**EXERCISE GOAL**: Throughout the listing that follows, find each line with the word "Sized" and copy it.

**RECORDS SUPPLIED**:
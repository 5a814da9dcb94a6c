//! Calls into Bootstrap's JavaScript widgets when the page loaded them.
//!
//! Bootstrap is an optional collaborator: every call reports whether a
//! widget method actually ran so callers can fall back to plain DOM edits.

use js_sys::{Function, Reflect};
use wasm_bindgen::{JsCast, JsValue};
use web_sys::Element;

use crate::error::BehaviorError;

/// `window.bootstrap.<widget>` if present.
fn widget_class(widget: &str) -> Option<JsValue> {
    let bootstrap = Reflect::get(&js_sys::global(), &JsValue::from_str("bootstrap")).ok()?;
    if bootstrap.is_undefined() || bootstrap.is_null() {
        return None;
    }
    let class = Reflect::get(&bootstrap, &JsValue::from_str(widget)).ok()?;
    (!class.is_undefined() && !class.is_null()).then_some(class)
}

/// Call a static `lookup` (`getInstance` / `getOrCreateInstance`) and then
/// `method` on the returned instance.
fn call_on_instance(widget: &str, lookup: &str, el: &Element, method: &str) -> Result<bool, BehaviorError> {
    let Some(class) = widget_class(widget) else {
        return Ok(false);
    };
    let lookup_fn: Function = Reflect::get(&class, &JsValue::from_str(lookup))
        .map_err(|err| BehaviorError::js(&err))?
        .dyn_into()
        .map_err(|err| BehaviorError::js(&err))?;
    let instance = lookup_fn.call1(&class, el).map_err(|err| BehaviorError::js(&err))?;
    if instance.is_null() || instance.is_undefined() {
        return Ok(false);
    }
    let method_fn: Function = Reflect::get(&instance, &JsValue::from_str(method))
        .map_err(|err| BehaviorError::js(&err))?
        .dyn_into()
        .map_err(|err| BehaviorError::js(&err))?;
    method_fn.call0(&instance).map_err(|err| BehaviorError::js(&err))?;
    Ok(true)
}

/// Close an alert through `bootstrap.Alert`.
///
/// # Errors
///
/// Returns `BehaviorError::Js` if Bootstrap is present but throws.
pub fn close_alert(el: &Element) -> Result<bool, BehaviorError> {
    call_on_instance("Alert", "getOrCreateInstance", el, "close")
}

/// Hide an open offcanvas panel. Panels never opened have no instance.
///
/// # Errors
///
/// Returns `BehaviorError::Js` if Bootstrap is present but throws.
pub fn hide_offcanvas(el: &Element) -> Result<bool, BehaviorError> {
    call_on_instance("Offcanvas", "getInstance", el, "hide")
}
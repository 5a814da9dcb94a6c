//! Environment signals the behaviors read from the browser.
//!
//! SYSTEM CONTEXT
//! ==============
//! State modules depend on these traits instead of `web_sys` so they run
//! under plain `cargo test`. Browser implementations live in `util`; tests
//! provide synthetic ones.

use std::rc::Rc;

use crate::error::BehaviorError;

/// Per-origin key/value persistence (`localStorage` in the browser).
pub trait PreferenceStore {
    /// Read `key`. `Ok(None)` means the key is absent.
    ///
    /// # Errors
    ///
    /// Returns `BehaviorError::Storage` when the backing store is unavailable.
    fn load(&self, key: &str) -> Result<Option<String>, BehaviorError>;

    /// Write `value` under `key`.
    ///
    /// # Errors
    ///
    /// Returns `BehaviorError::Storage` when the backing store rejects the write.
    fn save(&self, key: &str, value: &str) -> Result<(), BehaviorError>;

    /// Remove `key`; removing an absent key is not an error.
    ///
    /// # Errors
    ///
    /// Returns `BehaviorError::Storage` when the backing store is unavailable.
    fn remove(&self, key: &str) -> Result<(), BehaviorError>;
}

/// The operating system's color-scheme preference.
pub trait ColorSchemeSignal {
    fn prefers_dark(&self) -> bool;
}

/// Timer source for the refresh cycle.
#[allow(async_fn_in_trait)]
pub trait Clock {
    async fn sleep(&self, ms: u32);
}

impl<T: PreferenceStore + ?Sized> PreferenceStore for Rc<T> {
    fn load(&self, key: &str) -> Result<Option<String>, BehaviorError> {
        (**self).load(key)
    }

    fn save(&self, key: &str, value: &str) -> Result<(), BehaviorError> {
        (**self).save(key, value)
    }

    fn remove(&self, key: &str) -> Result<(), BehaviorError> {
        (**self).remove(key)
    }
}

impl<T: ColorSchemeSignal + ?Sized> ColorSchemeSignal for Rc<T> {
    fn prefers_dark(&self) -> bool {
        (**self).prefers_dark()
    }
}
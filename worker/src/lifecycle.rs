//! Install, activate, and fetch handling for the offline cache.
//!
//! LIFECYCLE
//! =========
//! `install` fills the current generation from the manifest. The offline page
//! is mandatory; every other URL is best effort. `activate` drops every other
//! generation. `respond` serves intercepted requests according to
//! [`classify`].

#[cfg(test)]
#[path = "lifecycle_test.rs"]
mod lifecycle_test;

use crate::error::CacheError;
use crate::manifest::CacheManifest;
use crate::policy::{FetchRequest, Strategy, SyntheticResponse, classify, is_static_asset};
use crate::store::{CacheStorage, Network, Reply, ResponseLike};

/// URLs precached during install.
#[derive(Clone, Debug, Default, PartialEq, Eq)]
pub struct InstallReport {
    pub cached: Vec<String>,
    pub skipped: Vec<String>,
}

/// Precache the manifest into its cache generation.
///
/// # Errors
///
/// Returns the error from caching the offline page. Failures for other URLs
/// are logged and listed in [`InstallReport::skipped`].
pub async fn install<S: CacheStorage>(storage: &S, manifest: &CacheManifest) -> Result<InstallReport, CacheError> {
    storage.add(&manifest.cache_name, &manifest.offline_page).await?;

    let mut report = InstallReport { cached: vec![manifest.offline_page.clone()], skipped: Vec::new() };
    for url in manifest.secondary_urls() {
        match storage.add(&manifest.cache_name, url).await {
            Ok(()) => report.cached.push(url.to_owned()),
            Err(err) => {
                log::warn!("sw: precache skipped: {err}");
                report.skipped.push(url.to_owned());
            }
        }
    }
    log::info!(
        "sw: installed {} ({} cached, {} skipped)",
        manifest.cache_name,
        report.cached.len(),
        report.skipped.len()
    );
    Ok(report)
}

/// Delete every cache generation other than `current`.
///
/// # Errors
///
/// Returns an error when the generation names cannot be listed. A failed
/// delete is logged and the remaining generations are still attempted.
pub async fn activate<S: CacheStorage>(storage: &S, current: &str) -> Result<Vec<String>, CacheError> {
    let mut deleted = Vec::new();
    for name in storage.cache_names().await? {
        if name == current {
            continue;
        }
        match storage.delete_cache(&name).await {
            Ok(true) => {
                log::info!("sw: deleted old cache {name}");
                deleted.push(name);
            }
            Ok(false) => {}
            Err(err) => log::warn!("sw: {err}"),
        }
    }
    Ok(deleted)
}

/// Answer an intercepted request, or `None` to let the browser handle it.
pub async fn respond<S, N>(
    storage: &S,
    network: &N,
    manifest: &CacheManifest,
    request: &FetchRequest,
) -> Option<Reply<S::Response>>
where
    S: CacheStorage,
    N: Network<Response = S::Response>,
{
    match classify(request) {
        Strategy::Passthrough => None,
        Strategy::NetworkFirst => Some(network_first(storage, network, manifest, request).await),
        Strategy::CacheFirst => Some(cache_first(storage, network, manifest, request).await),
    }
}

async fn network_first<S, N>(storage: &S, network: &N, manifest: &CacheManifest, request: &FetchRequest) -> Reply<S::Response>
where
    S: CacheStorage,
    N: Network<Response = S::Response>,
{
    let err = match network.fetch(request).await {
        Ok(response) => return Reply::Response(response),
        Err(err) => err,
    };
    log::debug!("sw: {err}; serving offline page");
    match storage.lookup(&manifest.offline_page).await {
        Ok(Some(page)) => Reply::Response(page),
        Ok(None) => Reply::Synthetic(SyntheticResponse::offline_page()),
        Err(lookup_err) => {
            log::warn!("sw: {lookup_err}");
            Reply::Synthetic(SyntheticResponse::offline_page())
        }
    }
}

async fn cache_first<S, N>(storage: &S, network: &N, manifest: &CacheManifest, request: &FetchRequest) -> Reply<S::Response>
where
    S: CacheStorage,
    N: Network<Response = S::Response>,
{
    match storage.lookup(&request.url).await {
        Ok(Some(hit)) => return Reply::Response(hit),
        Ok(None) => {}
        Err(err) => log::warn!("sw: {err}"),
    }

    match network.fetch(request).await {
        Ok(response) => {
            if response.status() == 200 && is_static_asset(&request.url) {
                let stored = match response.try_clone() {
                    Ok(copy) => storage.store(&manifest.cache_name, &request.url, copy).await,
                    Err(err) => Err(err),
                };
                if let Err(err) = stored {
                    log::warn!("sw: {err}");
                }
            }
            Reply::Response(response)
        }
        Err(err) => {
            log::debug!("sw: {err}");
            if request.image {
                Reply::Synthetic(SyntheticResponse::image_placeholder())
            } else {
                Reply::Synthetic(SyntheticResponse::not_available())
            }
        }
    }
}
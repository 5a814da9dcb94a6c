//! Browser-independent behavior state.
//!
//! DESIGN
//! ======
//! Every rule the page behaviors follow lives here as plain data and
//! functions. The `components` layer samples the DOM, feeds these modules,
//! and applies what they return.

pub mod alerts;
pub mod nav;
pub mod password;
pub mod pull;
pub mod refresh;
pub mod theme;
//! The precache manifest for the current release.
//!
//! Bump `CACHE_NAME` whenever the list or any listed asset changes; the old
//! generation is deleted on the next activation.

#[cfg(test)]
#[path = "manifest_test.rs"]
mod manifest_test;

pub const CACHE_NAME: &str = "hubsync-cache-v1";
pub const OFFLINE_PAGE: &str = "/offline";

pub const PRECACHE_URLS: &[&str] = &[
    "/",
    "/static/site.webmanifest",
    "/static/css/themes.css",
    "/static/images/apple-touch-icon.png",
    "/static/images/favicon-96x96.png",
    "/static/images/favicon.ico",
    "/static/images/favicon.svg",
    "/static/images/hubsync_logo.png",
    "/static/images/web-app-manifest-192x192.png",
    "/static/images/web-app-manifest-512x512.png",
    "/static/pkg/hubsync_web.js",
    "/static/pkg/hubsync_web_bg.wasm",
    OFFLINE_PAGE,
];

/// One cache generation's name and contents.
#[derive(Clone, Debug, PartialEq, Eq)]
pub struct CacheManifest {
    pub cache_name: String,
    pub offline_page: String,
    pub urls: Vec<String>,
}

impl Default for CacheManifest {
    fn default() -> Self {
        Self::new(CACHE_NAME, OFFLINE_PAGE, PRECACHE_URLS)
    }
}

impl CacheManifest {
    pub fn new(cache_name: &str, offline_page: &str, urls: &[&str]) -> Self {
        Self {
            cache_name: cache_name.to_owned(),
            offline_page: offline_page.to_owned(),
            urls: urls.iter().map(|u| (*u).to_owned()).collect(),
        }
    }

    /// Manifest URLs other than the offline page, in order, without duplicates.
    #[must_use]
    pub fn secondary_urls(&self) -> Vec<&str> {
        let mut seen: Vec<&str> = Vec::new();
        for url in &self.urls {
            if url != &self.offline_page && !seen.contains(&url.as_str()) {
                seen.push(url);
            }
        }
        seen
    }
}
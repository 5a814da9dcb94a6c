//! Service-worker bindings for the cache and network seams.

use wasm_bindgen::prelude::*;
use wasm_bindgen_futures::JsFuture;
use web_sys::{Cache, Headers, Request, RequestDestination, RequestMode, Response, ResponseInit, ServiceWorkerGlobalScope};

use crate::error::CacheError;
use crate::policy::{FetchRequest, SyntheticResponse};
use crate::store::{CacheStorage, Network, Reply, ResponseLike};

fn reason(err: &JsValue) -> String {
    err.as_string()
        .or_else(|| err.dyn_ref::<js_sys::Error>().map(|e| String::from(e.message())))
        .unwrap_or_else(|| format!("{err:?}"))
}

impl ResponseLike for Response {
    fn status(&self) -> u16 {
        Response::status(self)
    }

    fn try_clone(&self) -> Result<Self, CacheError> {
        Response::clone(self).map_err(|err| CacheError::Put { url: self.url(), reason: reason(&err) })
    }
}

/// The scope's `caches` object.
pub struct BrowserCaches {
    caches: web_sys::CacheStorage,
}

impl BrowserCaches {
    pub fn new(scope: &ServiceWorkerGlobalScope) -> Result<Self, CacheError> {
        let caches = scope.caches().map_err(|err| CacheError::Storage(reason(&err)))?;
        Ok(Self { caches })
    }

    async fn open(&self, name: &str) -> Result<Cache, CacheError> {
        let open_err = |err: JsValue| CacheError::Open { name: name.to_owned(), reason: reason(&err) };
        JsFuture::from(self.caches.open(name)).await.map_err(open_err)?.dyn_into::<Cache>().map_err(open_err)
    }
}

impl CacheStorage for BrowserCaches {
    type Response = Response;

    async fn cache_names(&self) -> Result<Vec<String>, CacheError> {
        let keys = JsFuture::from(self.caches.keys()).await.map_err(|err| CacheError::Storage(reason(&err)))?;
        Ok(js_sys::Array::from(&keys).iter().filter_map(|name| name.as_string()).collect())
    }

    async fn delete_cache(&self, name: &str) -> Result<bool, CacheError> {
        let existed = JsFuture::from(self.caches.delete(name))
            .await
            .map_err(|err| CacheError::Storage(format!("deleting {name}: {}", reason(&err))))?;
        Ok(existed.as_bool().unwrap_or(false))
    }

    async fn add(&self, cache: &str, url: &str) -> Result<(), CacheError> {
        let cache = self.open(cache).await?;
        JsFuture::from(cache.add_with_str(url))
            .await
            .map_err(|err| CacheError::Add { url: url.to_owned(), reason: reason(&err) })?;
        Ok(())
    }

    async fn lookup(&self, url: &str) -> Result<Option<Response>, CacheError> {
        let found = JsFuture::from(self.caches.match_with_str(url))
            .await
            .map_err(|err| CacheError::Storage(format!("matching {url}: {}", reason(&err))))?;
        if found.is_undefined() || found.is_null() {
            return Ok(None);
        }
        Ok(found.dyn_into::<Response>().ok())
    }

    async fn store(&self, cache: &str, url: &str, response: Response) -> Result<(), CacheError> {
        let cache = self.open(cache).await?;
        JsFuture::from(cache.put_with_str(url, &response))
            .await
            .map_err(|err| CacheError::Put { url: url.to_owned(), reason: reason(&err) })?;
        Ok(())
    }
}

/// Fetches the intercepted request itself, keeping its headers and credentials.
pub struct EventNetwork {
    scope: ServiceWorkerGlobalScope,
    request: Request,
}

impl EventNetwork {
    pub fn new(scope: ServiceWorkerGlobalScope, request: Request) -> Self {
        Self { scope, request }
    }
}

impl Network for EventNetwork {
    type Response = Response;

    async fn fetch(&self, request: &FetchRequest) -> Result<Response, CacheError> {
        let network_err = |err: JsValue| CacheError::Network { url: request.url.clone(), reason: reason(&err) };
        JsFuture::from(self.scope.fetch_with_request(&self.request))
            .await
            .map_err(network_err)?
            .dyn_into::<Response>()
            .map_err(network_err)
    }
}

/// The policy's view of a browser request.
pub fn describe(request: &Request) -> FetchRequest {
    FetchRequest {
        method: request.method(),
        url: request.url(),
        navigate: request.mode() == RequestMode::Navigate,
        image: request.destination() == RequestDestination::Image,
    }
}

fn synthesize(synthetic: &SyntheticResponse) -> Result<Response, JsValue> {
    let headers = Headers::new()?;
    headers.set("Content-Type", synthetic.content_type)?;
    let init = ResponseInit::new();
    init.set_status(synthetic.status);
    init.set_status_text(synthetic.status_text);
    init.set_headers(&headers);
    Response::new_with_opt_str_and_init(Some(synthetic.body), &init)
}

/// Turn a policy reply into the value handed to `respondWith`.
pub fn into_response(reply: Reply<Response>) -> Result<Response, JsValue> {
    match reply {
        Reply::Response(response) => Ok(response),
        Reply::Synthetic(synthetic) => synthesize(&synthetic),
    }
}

**SOLUTION TO THIS EXERCISE**:
impl<T: PreferenceStore + ?Sized> PreferenceStore for Rc<T> {
impl<T: ColorSchemeSignal + ?Sized> ColorSchemeSignal for Rc<T> {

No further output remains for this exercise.